Some – the clergy vestments from 17th century Spain, or the enormously detailed collage of a head made from plasticine by an Argentine collective last year – are crafted with immense intricacy; others, such as the 16th century oil painting by an unknown hand setting Old against New Testament, are great works of art.
And in perhaps the most explicitly evocative point of many, the colourful skeletons gripping one wall almost match the tactility of Day of the Dead skulls.
Death, as we know, is a chilling presence with many faces. Artists often represent it with skeletons, such as the one dividing heaven and earth with a sickle here, cut onto fruitwood by Johann Wolfgang von der Auwera, or the boney fiends Walter Sauer sends leaping wildly from graves.

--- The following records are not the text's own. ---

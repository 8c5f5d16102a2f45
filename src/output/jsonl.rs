//! JSON-lines emission of records

use crate::Result;
use serde::Serialize;
use std::io::Write;

/// Writes one value as a single JSON line
pub fn write_json_line<W: Write, T: Serialize>(writer: &mut W, value: &T) -> Result<()> {
    serde_json::to_writer(&mut *writer, value)?;
    writer.write_all(b"\n")?;
    Ok(())
}

/// Writes every value as its own JSON line and returns how many were written
pub fn write_json_lines<'a, W, T, I>(writer: &mut W, values: I) -> Result<usize>
where
    W: Write,
    T: Serialize + 'a,
    I: IntoIterator<Item = &'a T>,
{
    let mut written = 0;
    for value in values {
        write_json_line(writer, value)?;
        written += 1;
    }
    writer.flush()?;
    Ok(written)
}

But it’s often the smaller details which grip the most: the anonymous photos Harris picked up from flea markets are the least commercially valuable works of his spree, yet these tiny monochrome 1920s snapshots, of scientists clutching skulls, or a boy dressed in a comic skeleton costume, or a line of suited chaps placing a cigarette in a gaping forensic jaw, have a subtler, unspoken mystery to them.
They sparked Harris’ own obsession with mortality, circumnavigating all forms of art and ephemera.
The third room, on Violent Death, is perhaps the most forceful. Callot’s The Miseries and Misfortunes of War, Goya’s The Disasters of War and Otto Dix’s The War, from his relentlessly bleak series on conflict, remind us of a premature fate handed to millions by violence.
John Isaacs explores the theme in forensic anatomical detail. His gorey, emaciated corpse, sitting upright on a box, has intestines the colour of custard shooting down into a lopped-off upper leg. The other leg is as thin as an arching tent pole.
As is often the case at the Wellcome, the scope of this show results in a constant sense of wonder. No quest for it can ever be definitive, but this is an arresting, affecting portrait of a finality we all ponder.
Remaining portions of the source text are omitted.